WHAT YOU NEED TO DO: Go through the data and copy each line that holds "info".

** EXTRACTED DATA follows **

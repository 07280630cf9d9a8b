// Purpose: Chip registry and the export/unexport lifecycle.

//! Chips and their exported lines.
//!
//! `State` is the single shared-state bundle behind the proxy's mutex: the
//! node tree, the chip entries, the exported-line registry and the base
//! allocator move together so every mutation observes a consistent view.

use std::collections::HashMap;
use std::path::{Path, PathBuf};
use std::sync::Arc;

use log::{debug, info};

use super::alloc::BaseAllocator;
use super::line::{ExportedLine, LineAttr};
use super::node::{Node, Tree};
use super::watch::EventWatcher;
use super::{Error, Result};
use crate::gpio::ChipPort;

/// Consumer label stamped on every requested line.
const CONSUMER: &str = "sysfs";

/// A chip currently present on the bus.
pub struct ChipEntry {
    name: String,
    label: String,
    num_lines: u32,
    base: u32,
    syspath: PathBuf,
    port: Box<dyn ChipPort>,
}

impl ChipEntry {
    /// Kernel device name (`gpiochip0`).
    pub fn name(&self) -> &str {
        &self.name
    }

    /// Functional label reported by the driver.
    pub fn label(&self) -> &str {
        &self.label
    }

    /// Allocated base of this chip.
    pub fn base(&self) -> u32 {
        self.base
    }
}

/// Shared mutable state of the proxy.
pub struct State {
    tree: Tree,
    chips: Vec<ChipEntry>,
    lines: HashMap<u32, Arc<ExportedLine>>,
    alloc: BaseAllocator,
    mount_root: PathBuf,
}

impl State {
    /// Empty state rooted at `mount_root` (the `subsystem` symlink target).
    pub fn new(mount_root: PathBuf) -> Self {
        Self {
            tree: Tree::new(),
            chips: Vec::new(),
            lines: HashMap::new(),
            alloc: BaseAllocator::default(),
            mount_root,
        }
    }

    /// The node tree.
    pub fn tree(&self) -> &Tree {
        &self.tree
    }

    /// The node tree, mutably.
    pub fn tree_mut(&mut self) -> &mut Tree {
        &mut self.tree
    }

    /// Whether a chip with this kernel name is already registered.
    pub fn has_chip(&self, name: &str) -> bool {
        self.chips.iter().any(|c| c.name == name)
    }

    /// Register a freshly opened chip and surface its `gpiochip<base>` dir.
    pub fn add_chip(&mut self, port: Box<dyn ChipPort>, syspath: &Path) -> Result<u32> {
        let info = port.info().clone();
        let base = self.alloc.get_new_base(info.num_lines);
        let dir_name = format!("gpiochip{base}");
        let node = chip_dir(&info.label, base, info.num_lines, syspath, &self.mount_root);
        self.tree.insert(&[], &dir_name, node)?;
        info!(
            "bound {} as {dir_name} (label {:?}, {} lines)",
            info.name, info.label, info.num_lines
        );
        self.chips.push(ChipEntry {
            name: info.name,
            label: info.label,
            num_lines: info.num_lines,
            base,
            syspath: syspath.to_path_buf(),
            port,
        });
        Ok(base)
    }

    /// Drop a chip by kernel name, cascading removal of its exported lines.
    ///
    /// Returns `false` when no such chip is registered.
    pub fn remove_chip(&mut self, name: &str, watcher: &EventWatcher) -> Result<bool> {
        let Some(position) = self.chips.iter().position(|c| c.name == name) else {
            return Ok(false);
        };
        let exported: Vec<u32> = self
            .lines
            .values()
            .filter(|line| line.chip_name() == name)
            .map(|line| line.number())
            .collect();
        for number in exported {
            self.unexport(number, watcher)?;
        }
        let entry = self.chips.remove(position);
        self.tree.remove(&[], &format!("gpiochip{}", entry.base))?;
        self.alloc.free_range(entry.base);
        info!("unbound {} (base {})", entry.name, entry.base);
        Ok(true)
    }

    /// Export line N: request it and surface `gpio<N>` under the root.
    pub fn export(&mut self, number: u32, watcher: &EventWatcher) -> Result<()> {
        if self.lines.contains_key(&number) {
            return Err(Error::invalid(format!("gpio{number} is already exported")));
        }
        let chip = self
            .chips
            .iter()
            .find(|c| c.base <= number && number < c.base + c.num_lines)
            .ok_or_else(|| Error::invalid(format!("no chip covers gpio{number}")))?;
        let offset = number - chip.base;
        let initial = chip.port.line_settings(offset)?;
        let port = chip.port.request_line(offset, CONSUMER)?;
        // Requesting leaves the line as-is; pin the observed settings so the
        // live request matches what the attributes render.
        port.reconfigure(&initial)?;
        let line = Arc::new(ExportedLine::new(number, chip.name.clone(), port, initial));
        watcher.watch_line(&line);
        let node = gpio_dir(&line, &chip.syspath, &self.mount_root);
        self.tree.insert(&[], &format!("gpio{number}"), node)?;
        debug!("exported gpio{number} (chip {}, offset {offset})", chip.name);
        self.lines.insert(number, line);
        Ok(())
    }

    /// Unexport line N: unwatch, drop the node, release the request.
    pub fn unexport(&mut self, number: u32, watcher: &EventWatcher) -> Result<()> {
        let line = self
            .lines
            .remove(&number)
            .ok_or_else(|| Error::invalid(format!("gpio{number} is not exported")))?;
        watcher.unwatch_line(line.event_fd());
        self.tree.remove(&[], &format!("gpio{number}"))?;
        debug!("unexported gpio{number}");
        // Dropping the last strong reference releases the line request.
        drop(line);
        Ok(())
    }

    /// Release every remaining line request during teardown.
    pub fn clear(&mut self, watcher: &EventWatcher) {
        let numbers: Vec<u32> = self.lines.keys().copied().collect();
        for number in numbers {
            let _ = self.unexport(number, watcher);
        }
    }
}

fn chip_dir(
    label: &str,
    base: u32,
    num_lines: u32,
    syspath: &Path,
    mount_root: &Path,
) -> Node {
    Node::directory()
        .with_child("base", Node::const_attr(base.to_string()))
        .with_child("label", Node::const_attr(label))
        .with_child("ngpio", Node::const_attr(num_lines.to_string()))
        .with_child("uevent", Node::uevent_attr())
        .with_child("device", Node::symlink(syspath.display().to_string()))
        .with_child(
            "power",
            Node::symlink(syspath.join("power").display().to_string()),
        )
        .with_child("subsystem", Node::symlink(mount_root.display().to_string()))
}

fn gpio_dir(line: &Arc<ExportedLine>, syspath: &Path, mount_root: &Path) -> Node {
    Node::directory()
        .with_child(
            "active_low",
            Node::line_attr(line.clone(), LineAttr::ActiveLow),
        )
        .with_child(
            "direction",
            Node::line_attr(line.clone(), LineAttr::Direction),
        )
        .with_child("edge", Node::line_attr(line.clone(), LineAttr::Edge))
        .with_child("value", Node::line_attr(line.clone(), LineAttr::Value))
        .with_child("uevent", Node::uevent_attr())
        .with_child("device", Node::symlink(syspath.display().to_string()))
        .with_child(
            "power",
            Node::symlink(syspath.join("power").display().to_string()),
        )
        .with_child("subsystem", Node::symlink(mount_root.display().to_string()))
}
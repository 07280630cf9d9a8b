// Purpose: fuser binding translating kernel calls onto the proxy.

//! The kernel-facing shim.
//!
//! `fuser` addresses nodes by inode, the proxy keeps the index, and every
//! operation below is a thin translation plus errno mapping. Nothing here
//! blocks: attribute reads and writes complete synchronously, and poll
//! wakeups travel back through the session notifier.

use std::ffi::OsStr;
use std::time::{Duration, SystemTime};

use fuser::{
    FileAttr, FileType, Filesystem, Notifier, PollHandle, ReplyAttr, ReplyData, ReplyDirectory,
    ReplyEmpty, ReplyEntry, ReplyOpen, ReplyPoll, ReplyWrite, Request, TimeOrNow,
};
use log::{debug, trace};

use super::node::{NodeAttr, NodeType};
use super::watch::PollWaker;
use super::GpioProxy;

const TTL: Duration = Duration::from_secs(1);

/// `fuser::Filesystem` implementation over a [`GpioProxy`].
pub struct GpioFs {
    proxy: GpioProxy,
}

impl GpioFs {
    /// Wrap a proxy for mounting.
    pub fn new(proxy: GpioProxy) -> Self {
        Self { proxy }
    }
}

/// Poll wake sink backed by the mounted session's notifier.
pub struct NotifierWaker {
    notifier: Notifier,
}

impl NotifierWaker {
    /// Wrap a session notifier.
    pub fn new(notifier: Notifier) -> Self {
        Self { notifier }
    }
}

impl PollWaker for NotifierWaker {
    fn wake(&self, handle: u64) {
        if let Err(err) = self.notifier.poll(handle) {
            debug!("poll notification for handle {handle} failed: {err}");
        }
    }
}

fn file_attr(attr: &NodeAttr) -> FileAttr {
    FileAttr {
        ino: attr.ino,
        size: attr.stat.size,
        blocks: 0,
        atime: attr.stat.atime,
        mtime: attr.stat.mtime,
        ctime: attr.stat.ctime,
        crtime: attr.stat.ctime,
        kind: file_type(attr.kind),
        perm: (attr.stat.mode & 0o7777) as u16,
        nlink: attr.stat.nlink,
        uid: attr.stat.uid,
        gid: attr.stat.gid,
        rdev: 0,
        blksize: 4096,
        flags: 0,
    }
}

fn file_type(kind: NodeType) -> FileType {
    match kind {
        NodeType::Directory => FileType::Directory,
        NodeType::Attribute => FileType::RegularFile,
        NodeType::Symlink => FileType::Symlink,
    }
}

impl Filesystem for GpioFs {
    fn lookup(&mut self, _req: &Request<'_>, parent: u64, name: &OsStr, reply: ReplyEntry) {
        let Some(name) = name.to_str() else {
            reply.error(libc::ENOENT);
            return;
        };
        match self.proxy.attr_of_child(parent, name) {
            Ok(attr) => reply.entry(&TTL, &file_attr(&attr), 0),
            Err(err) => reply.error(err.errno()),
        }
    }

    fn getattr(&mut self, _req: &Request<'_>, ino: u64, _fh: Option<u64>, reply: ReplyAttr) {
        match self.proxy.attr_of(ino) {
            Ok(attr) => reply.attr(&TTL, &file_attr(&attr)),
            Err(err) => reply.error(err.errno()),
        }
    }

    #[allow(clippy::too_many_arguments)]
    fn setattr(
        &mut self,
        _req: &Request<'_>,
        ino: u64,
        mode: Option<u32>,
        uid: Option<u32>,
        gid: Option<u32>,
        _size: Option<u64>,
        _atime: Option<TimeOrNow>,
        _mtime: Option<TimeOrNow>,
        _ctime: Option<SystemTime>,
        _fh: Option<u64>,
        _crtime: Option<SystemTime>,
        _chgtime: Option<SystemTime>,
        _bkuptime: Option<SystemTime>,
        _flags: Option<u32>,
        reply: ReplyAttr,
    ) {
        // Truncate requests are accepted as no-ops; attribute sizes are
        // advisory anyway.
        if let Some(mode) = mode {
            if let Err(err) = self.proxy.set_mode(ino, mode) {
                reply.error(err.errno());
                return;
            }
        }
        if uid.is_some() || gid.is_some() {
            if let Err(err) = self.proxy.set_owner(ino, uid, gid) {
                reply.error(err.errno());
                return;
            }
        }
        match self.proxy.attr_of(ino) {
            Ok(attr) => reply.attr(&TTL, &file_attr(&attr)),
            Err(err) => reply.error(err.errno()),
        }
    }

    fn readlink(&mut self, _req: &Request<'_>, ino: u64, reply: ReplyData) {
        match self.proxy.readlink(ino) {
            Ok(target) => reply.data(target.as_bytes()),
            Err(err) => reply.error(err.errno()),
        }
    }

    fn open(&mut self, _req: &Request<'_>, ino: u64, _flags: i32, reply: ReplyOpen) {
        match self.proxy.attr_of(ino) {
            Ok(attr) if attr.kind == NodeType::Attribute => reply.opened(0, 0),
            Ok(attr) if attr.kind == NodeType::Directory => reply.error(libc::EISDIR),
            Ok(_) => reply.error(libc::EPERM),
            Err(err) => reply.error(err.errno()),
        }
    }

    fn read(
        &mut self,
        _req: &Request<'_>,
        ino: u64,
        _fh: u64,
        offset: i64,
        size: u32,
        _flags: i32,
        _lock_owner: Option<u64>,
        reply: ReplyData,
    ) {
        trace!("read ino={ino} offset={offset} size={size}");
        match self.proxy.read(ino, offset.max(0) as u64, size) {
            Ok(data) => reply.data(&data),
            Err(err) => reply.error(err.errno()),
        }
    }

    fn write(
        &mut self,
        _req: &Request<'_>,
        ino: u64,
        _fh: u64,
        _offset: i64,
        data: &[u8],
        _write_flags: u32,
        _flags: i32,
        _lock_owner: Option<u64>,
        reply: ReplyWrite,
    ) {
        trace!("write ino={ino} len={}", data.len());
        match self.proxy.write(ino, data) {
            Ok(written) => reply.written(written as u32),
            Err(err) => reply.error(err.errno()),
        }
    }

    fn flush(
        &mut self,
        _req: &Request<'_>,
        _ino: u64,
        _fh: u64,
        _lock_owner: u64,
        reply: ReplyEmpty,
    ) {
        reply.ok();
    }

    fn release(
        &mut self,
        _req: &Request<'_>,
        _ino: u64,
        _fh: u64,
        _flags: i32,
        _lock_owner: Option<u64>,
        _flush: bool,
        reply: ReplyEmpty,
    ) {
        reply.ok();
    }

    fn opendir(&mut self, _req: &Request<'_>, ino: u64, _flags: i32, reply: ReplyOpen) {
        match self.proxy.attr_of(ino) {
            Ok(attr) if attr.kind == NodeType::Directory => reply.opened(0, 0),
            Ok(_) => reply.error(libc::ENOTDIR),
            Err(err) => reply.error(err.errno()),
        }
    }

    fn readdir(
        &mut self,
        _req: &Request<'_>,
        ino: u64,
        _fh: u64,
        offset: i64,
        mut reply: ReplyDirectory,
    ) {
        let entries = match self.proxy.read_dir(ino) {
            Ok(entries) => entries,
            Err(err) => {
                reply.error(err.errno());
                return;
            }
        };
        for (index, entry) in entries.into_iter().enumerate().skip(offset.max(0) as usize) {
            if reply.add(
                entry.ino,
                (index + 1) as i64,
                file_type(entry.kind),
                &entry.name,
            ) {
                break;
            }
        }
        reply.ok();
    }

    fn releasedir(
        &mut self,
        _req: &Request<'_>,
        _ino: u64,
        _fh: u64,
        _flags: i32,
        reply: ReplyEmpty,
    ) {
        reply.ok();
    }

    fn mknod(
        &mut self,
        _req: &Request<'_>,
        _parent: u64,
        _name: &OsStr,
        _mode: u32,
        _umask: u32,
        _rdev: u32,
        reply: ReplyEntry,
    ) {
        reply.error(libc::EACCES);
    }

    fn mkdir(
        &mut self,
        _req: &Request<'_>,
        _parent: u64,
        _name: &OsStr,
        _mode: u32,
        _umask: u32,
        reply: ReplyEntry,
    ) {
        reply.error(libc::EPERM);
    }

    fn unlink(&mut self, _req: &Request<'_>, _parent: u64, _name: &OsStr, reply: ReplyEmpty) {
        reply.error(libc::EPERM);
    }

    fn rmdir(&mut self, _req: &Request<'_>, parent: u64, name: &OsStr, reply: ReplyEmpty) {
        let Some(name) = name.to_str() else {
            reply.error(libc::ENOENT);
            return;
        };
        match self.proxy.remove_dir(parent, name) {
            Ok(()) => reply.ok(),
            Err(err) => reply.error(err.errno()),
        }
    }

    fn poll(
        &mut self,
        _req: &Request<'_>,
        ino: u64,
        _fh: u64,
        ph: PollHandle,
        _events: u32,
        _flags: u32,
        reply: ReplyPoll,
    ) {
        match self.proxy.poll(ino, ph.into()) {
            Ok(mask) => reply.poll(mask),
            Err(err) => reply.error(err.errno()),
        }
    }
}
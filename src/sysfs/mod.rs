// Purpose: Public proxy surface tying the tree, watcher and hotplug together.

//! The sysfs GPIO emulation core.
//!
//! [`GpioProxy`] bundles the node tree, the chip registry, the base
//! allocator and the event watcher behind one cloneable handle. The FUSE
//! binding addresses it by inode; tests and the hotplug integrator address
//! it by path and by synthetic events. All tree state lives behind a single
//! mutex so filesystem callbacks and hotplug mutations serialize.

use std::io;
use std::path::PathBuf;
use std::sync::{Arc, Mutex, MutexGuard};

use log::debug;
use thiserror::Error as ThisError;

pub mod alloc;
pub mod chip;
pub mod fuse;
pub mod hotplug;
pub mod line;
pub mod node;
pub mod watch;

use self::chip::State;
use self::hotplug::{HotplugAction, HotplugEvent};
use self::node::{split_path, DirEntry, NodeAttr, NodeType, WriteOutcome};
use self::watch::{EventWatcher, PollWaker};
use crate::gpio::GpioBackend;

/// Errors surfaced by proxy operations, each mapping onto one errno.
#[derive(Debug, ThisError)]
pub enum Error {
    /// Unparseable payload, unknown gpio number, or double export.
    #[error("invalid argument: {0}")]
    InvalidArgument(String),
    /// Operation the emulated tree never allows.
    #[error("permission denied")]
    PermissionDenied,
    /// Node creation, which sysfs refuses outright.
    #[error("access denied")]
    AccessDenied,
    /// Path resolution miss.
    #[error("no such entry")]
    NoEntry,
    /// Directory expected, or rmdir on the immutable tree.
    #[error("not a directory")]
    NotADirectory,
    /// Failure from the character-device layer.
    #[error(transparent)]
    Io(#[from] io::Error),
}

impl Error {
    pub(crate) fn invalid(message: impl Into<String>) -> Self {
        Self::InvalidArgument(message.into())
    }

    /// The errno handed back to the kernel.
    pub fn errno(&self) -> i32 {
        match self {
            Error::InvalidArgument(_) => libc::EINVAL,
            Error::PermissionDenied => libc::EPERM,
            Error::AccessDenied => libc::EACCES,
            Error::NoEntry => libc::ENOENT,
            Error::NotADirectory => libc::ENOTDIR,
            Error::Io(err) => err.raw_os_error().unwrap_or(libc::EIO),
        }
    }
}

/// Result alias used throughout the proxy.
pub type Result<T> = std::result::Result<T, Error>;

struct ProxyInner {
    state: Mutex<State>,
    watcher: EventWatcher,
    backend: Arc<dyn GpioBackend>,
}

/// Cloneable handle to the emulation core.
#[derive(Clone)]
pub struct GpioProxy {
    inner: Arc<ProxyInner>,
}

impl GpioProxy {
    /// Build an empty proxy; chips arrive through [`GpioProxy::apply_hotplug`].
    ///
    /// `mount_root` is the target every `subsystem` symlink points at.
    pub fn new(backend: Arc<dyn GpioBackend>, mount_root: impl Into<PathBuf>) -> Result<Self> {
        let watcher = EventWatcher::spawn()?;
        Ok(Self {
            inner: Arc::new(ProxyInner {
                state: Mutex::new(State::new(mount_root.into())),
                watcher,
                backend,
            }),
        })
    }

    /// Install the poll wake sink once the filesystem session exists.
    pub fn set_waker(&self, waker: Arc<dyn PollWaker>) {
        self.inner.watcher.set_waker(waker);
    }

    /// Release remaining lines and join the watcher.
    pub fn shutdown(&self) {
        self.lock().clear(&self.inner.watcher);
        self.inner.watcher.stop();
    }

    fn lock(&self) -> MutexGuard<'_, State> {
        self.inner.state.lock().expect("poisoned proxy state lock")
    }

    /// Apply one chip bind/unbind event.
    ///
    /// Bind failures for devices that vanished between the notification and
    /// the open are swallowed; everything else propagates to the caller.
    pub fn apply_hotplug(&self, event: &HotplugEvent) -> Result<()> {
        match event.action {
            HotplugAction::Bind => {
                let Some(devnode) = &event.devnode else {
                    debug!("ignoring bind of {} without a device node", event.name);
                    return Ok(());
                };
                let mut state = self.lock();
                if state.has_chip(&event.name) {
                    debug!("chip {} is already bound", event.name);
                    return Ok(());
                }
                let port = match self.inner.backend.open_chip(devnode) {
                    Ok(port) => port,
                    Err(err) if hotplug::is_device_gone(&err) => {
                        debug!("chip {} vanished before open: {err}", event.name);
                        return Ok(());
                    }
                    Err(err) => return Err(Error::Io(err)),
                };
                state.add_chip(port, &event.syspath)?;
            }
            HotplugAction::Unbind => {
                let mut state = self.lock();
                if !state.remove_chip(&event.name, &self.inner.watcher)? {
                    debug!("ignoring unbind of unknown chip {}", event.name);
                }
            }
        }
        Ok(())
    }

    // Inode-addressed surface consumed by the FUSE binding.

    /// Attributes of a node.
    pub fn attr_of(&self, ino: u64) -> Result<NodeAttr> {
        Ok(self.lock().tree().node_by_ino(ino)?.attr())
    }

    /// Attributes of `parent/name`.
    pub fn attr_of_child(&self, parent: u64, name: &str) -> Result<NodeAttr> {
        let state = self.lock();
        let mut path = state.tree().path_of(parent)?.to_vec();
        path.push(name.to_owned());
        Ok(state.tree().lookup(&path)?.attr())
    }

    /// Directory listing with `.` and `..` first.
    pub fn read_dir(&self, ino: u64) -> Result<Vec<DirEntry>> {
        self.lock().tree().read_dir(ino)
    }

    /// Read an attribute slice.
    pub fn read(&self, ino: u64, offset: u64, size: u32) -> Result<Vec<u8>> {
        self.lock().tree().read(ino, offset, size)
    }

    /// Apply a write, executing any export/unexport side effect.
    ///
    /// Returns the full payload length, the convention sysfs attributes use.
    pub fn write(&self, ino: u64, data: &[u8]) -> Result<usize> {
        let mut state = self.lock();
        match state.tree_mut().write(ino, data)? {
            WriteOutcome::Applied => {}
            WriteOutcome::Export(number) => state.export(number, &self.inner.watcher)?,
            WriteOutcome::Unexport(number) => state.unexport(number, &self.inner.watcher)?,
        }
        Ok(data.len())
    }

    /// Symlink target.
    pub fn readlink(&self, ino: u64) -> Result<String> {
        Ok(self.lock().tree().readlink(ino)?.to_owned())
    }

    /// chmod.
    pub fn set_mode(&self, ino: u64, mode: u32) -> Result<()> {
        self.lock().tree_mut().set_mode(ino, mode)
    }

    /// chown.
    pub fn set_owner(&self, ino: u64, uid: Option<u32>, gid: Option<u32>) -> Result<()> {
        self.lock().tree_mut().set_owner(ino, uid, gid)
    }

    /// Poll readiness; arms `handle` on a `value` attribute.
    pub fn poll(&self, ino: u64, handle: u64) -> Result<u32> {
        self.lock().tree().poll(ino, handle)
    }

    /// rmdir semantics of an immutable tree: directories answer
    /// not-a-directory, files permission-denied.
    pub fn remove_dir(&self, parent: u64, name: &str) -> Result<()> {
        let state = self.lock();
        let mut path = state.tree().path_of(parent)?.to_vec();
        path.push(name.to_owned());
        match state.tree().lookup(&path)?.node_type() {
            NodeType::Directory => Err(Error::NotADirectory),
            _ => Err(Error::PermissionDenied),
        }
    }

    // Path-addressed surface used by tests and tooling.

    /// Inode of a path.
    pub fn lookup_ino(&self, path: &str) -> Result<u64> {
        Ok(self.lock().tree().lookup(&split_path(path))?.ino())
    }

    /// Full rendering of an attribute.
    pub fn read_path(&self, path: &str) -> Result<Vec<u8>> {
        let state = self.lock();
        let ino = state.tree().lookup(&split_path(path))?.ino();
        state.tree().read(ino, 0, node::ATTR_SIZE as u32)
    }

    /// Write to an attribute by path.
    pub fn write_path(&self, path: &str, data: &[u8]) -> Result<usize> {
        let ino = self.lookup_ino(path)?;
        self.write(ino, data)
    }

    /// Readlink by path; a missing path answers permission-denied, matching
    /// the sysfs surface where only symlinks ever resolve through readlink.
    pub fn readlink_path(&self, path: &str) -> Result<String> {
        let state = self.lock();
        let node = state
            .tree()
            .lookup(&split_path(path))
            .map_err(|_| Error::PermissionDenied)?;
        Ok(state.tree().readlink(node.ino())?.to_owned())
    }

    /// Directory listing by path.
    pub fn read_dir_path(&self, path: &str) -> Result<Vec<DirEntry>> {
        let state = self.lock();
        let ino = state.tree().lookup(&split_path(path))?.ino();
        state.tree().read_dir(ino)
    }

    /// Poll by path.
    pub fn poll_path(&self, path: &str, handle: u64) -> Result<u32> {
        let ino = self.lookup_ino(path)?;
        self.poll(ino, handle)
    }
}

** End of EXTRACTED DATA **

ANSWER TO THE PROBLEM:
use log::{debug, info};
        let info = port.info().clone();
        let base = self.alloc.get_new_base(info.num_lines);
        let node = chip_dir(&info.label, base, info.num_lines, syspath, &self.mount_root);
        info!(
            info.name, info.label, info.num_lines
            name: info.name,
            label: info.label,
            num_lines: info.num_lines,
        info!("unbound {} (base {})", entry.name, entry.base);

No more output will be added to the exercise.